Relation between the increase in the diffusional permeability of the blood-central nervous system barrier and other changes during the development of experimental allergic encephalomyelitis in the Lewis rat.

The reduction in the effectiveness of the blood-brain and blood-spinal cord barriers, previously seen in rats at the height of the acute episode of experimental allergic encephalomyelitis, has now been measured at various stages in the development of the disease up to 60 days after inoculation with guinea pig spinal cord in complete Freund's adjuvants. The marker of extracellular space, radioactively labelled mannitol, only crosses the blood-central nervous system barriers very slowly by passive diffusion in normal rats.
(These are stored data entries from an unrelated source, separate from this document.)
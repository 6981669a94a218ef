//! Encoding detection and transcoding.
//!
//! XML files may arrive in any encoding `encoding_rs` understands. Detection
//! follows XML 1.0 §4.3.3 and Appendix F:
//!
//! 1. A byte order mark decides the encoding outright.
//! 2. Without one, the first four bytes distinguish UTF-16 `<?` from an
//!    ASCII-compatible encoding.
//! 3. For ASCII-compatible input the XML (or text) declaration's
//!    `encoding=` pseudo-attribute selects the final decoder.
//!
//! The result is always a UTF-8 `String` with the BOM removed.

use std::fmt;

use encoding_rs::{Encoding, UTF_16BE, UTF_16LE, UTF_8};

/// An error that occurs during encoding detection or transcoding.
#[derive(Debug, Clone)]
pub struct EncodingError {
    /// A human-readable description of the problem.
    pub message: String,
}

impl EncodingError {
    fn new(message: impl Into<String>) -> Self {
        Self {
            message: message.into(),
        }
    }
}

impl fmt::Display for EncodingError {
    fn fmt(&self, f: &mut fmt::Formatter<'_>) -> fmt::Result {
        write!(f, "encoding error: {}", self.message)
    }
}

impl std::error::Error for EncodingError {}

/// Guesses the encoding of raw XML bytes before any declaration is read.
///
/// Returns the encoding and the number of BOM bytes to skip.
///
/// # Examples
///
/// ```
/// use xmlvalidator::encoding::detect_encoding;
///
/// let (enc, skip) = detect_encoding(b"\xEF\xBB\xBF<a/>");
/// assert_eq!(enc.name(), "UTF-8");
/// assert_eq!(skip, 3);
/// ```
#[must_use]
pub fn detect_encoding(bytes: &[u8]) -> (&'static Encoding, usize) {
    if let Some(found) = Encoding::for_bom(bytes) {
        return found;
    }
    match bytes {
        [0x00, b'<', 0x00, b'?', ..] => (UTF_16BE, 0),
        [b'<', 0x00, b'?', 0x00, ..] => (UTF_16LE, 0),
        _ => (UTF_8, 0),
    }
}

/// Decodes raw XML (or external DTD) bytes into UTF-8 text.
///
/// # Errors
///
/// Returns `EncodingError` if the declared encoding is unknown or the bytes
/// are malformed for the chosen encoding.
///
/// # Examples
///
/// ```
/// use xmlvalidator::encoding::decode_to_utf8;
///
/// let text = decode_to_utf8(b"<?xml version=\"1.0\" encoding=\"ISO-8859-1\"?><a>caf\xE9</a>").unwrap();
/// assert!(text.ends_with("<a>caf\u{e9}</a>"));
/// ```
pub fn decode_to_utf8(bytes: &[u8]) -> Result<String, EncodingError> {
    let (sniffed, skip) = detect_encoding(bytes);
    let body = &bytes[skip..];

    let encoding = if sniffed == UTF_8 {
        match declared_encoding(body) {
            Some(label) => {
                let declared = Encoding::for_label(label.as_bytes())
                    .ok_or_else(|| EncodingError::new(format!("unsupported encoding '{label}'")))?;
                if declared == UTF_16BE || declared == UTF_16LE {
                    if skip == 0 {
                        return Err(EncodingError::new(format!(
                            "document declares '{label}' but is not UTF-16 encoded"
                        )));
                    }
                    sniffed
                } else {
                    declared
                }
            }
            None => UTF_8,
        }
    } else {
        sniffed
    };

    let (text, had_errors) = encoding.decode_without_bom_handling(body);
    if had_errors {
        return Err(EncodingError::new(format!(
            "malformed byte sequence for encoding {}",
            encoding.name()
        )));
    }
    Ok(text.into_owned())
}

/// Reads the `encoding` pseudo-attribute from a leading `<?xml ...?>`
/// declaration, treating the bytes as ASCII.
fn declared_encoding(bytes: &[u8]) -> Option<String> {
    let head = &bytes[..bytes.len().min(256)];
    if !head.starts_with(b"<?xml") {
        return None;
    }
    let end = head.windows(2).position(|w| w == b"?>")?;
    let decl = &head[..end];
    let at = decl.windows(8).position(|w| w == b"encoding")?;
    let rest = trim_ascii_start(&decl[at + 8..]);
    let rest = trim_ascii_start(rest.strip_prefix(b"=")?);
    let (&quote, rest) = rest.split_first()?;
    if quote != b'"' && quote != b'\'' {
        return None;
    }
    let close = rest.iter().position(|&b| b == quote)?;
    let label = &rest[..close];
    label
        .is_ascii()
        .then(|| String::from_utf8_lossy(label).into_owned())
}

fn trim_ascii_start(bytes: &[u8]) -> &[u8] {
    let skip = bytes
        .iter()
        .take_while(|b| matches!(b, b' ' | b'\t' | b'\r' | b'\n'))
        .count();
    &bytes[skip..]
}

#[cfg(test)]
#[allow(clippy::unwrap_used)]
mod tests {
    use super::*;
    use pretty_assertions::assert_eq;

    #[test]
    fn test_detect_utf8_bom() {
        let (encoding, skip) = detect_encoding(b"\xEF\xBB\xBF<?xml version=\"1.0\"?><root/>");
        assert_eq!(encoding, UTF_8);
        assert_eq!(skip, 3);
    }

    #[test]
    fn test_detect_utf16le_bom() {
        let (encoding, skip) = detect_encoding(b"\xFF\xFE<\x00r\x00");
        assert_eq!(encoding, UTF_16LE);
        assert_eq!(skip, 2);
    }

    #[test]
    fn test_detect_utf16be_without_bom() {
        let (encoding, skip) = detect_encoding(b"\x00<\x00?\x00x");
        assert_eq!(encoding, UTF_16BE);
        assert_eq!(skip, 0);
    }

    #[test]
    fn test_detect_defaults_to_utf8() {
        assert_eq!(detect_encoding(b"<root/>"), (UTF_8, 0));
        assert_eq!(detect_encoding(b""), (UTF_8, 0));
    }

    #[test]
    fn test_decode_strips_bom() {
        let result = decode_to_utf8(b"\xEF\xBB\xBF<root/>").unwrap();
        assert_eq!(result, "<root/>");
    }

    #[test]
    fn test_decode_latin1_declaration() {
        let mut bytes = Vec::new();
        bytes.extend_from_slice(b"<?xml version=\"1.0\" encoding=\"ISO-8859-1\"?>");
        bytes.extend_from_slice(b"<root>caf\xE9</root>");
        let result = decode_to_utf8(&bytes).unwrap();
        assert!(result.contains("caf\u{00E9}"));
    }

    #[test]
    fn test_decode_utf16le_with_bom() {
        let mut bytes = vec![0xFF, 0xFE];
        for unit in "<a>\u{e9}</a>".encode_utf16() {
            bytes.extend_from_slice(&unit.to_le_bytes());
        }
        assert_eq!(decode_to_utf8(&bytes).unwrap(), "<a>\u{e9}</a>");
    }

    #[test]
    fn test_decode_unknown_encoding() {
        let err = decode_to_utf8(b"<?xml version=\"1.0\" encoding=\"X-NOPE\"?><a/>").unwrap_err();
        assert!(err.message.contains("unsupported encoding"));
    }

    #[test]
    fn test_decode_utf16_declared_on_ascii_bytes() {
        let err = decode_to_utf8(b"<?xml version=\"1.0\" encoding=\"UTF-16\"?><a/>").unwrap_err();
        assert!(err.message.contains("not UTF-16"));
    }

    #[test]
    fn test_decode_invalid_utf8() {
        assert!(decode_to_utf8(&[0x3C, 0x61, 0x3E, 0x80, 0x81]).is_err());
    }

    #[test]
    fn test_declared_encoding_single_quotes() {
        assert_eq!(
            declared_encoding(b"<?xml version='1.0' encoding = 'UTF-8'?><r/>"),
            Some("UTF-8".to_string())
        );
        assert_eq!(declared_encoding(b"<?xml version='1.0'?><r/>"), None);
        assert_eq!(declared_encoding(b"<r/>"), None);
    }
}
An abnormal penetration of this marker into the central nervous system began to develop during the second week after inoculation, appearing first in the lower spinal cord, where it also reaches the highest level during the acute phase of the attack. The leak begins before either the clinical signs become evident or cuffing is seen around blood vessels in stained sections. As the clinical signs are disappearing, from about 15 days onwards, the permeability of the barrier returns steadily to its normal low value, starting in the spinal cord, especially the caudal part. The timing of the reduction in the effectiveness of the blood-central nervous system barrier in relation to other clinical and histological changes suggests that it may play a part in the development of the lesion. The relation between the timing of these changes in EAE and that in the development of a new lesion in (exacerbation of) multiple sclerosis is discussed.